**What is needed:**
Retrieve every line of the data holding the word "seconds".

**Input material:**
----------------

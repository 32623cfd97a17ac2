//! Gateway webhook handling: replay, ordering, deduplication and the HTTP
//! entry point.

mod common;

use axum::body::Body;
use axum::http::{Request, StatusCode};
use chrono::{Duration, Utc};
use collections_service::models::{MandateStatus, PaymentStatus};
use collections_service::services::gateway::{sign_webhook_body, WEBHOOK_SIGNATURE_HEADER};
use collections_service::services::{CollectionsStore, WebhookClaim, WEBHOOK_CLAIM_LEASE_SECS};
use collections_service::startup::{build_router, AppState};
use common::{at, envelope, event, TestHarness, WEBHOOK_SECRET};
use http_body_util::BodyExt;
use secrecy::Secret;
use tower::ServiceExt;

#[tokio::test]
async fn paid_webhook_replay_has_no_duplicate_side_effects() {
    let h = TestHarness::new();
    let (subscription, _, payment) = h.submitted_payment().await;
    let gateway_id = payment.gateway_payment_id.clone().unwrap();
    let notifications_before = h.notifier.sent().len();

    let first = h
        .deliver("EV100", "payment.paid", &gateway_id, None, at(2026, 11, 30))
        .await;
    assert_eq!(first.applied, 1);

    // Same delivery again, and the same fact under a new event id.
    let replay = h
        .deliver("EV100", "payment.paid", &gateway_id, None, at(2026, 11, 30))
        .await;
    assert_eq!(replay.duplicates, 1);
    let redelivered = h
        .deliver("EV101", "payment.paid", &gateway_id, None, at(2026, 12, 1))
        .await;
    assert_eq!(redelivered.applied, 0);
    assert_eq!(redelivered.absorbed, 1);

    assert_eq!(h.payment(payment.payment_id).await.status, PaymentStatus::Paid);
    assert_eq!(h.notifier.sent().len(), notifications_before);
    assert_eq!(h.contracts.first_payments(), vec![subscription.contract_id]);
}

#[tokio::test]
async fn confirmed_then_paid_reports_first_payment_once() {
    let h = TestHarness::new();
    let (subscription, _, payment) = h.submitted_payment().await;
    let gateway_id = payment.gateway_payment_id.clone().unwrap();

    h.deliver("EV1", "payment.confirmed", &gateway_id, None, at(2026, 11, 28))
        .await;
    h.deliver("EV2", "payment.paid", &gateway_id, None, at(2026, 12, 2))
        .await;

    assert_eq!(h.payment(payment.payment_id).await.status, PaymentStatus::Paid);
    assert_eq!(h.contracts.first_payments(), vec![subscription.contract_id]);
}

#[tokio::test]
async fn returned_before_confirmed_stays_returned() {
    let h = TestHarness::new();
    let (_, mandate, payment) = h.submitted_payment().await;
    let gateway_id = payment.gateway_payment_id.clone().unwrap();

    let returned = h
        .deliver("EV1", "payment.returned", &gateway_id, Some("AM04"), at(2026, 11, 29))
        .await;
    assert_eq!(returned.applied, 1);

    let late_confirm = h
        .deliver("EV2", "payment.confirmed", &gateway_id, None, at(2026, 11, 30))
        .await;
    assert_eq!(late_confirm.applied, 0);
    assert_eq!(late_confirm.absorbed, 1);
    assert_eq!(late_confirm.failed, 0);

    let stored = h.payment(payment.payment_id).await;
    assert_eq!(stored.status, PaymentStatus::Returned);
    assert_eq!(stored.return_code.as_deref(), Some("AM04"));
    assert!(h.contracts.first_payments().is_empty());
    assert_eq!(
        h.engine.mandates.get(mandate.mandate_id).await.unwrap().status,
        MandateStatus::Active
    );
}

#[tokio::test]
async fn unknown_resources_and_event_types_are_absorbed() {
    let h = TestHarness::new();
    let batch = envelope(vec![
        event("EV1", "payment.paid", "PM-unknown", None),
        event("EV2", "mandate.activated", "MD-unknown", None),
        event("EV3", "payout.paid", "PO1", None),
    ]);

    let report = h.engine.process_webhook(&batch, at(2026, 11, 2)).await.unwrap();

    assert_eq!(report.absorbed, 3);
    assert_eq!(report.failed, 0);
}

#[tokio::test]
async fn mandate_activation_webhook_is_idempotent() {
    let h = TestHarness::new();
    let activation = h.activation(28, common::date(2026, 1, 1));
    let subscription = h
        .engine
        .lifecycle
        .activate(&activation, at(2026, 11, 2))
        .await
        .unwrap();
    let mandate = h.engine.mandates.get(subscription.mandate_id).await.unwrap();
    assert_eq!(mandate.status, MandateStatus::PendingCustomerApproval);

    let first = h
        .deliver("EV1", "mandate.activated", &mandate.gateway_mandate_id, None, at(2026, 11, 3))
        .await;
    let second = h
        .deliver("EV2", "mandate.activated", &mandate.gateway_mandate_id, None, at(2026, 11, 4))
        .await;

    assert_eq!(first.applied, 1);
    assert_eq!(second.absorbed, 1);
    assert_eq!(
        h.engine.mandates.get(mandate.mandate_id).await.unwrap().status,
        MandateStatus::Active
    );
}

#[tokio::test]
async fn abandoned_claim_is_taken_over_after_the_lease() {
    let h = TestHarness::new();
    let (_, _, payment) = h.submitted_payment().await;
    let gateway_id = payment.gateway_payment_id.clone().unwrap();

    // A delivery claims the event and dies before completing it.
    let claimed_at = at(2026, 11, 30);
    let claim = h
        .store
        .claim_webhook_event("EV9", "payment.paid", claimed_at)
        .await
        .unwrap();
    assert_eq!(claim, WebhookClaim::Claimed);

    let within_lease = h
        .deliver("EV9", "payment.paid", &gateway_id, None, claimed_at + Duration::seconds(60))
        .await;
    assert_eq!(within_lease.in_progress, 1);
    assert_eq!(within_lease.duplicates, 0);
    assert_eq!(h.payment(payment.payment_id).await.status, PaymentStatus::Submitted);

    let after_lease = claimed_at + Duration::seconds(WEBHOOK_CLAIM_LEASE_SECS + 1);
    let report = h
        .deliver("EV9", "payment.paid", &gateway_id, None, after_lease)
        .await;
    assert_eq!(report.applied, 1);
    assert_eq!(h.payment(payment.payment_id).await.status, PaymentStatus::Paid);

    let replay = h
        .deliver("EV9", "payment.paid", &gateway_id, None, after_lease)
        .await;
    assert_eq!(replay.duplicates, 1);
}

fn app(h: &TestHarness) -> axum::Router {
    build_router(AppState::new(
        h.ctx.clone(),
        Secret::new(WEBHOOK_SECRET.to_string()),
    ))
}

fn webhook_request(body: &str, signature: Option<String>) -> Request<Body> {
    let mut builder = Request::builder()
        .method("POST")
        .uri("/webhooks/gateway")
        .header("content-type", "application/json");
    if let Some(signature) = signature {
        builder = builder.header(WEBHOOK_SIGNATURE_HEADER, signature);
    }
    builder.body(Body::from(body.to_string())).unwrap()
}

#[tokio::test]
async fn webhook_endpoint_rejects_bad_signatures() {
    let h = TestHarness::new();
    let body = r#"{"events":[]}"#;

    let unsigned = app(&h).oneshot(webhook_request(body, None)).await.unwrap();
    assert_eq!(unsigned.status(), StatusCode::UNAUTHORIZED);

    let forged = sign_webhook_body("some-other-secret", body.as_bytes());
    let response = app(&h)
        .oneshot(webhook_request(body, Some(forged)))
        .await
        .unwrap();
    assert_eq!(response.status(), StatusCode::UNAUTHORIZED);
}

#[tokio::test]
async fn webhook_endpoint_applies_signed_batches() {
    let h = TestHarness::new();
    let (_, _, payment) = h.submitted_payment().await;
    let gateway_id = payment.gateway_payment_id.clone().unwrap();
    let body = serde_json::json!({
        "events": [
            { "id": "EV9", "type": "payment.confirmed", "resource_id": gateway_id }
        ]
    })
    .to_string();
    let signature = sign_webhook_body(WEBHOOK_SECRET, body.as_bytes());

    let response = app(&h)
        .oneshot(webhook_request(&body, Some(signature.clone())))
        .await
        .unwrap();
    assert_eq!(response.status(), StatusCode::OK);
    let bytes = response.into_body().collect().await.unwrap().to_bytes();
    let report: serde_json::Value = serde_json::from_slice(&bytes).unwrap();
    assert_eq!(report["applied"], 1);

    let replay = app(&h)
        .oneshot(webhook_request(&body, Some(signature)))
        .await
        .unwrap();
    assert_eq!(replay.status(), StatusCode::OK);
    assert_eq!(
        h.payment(payment.payment_id).await.status,
        PaymentStatus::Confirmed
    );
}

#[tokio::test]
async fn webhook_endpoint_asks_for_redelivery_while_event_is_claimed() {
    let h = TestHarness::new();
    let (_, _, payment) = h.submitted_payment().await;
    let gateway_id = payment.gateway_payment_id.clone().unwrap();
    h.store
        .claim_webhook_event("EV12", "payment.paid", Utc::now())
        .await
        .unwrap();
    let body = serde_json::json!({
        "events": [
            { "id": "EV12", "type": "payment.paid", "resource_id": gateway_id }
        ]
    })
    .to_string();
    let signature = sign_webhook_body(WEBHOOK_SECRET, body.as_bytes());

    let response = app(&h)
        .oneshot(webhook_request(&body, Some(signature)))
        .await
        .unwrap();

    assert_eq!(response.status(), StatusCode::SERVICE_UNAVAILABLE);
    assert_eq!(h.payment(payment.payment_id).await.status, PaymentStatus::Submitted);
}

#[tokio::test]
async fn webhook_endpoint_rejects_malformed_payloads() {
    let h = TestHarness::new();
    let body = r#"{"not_events": true}"#;
    let signature = sign_webhook_body(WEBHOOK_SECRET, body.as_bytes());

    let response = app(&h)
        .oneshot(webhook_request(body, Some(signature)))
        .await
        .unwrap();

    assert_eq!(response.status(), StatusCode::BAD_REQUEST);
}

----------------

**Written response:**
        .deliver("EV9", "payment.paid", &gateway_id, None, claimed_at + Duration::seconds(60))
    let after_lease = claimed_at + Duration::seconds(WEBHOOK_CLAIM_LEASE_SECS + 1);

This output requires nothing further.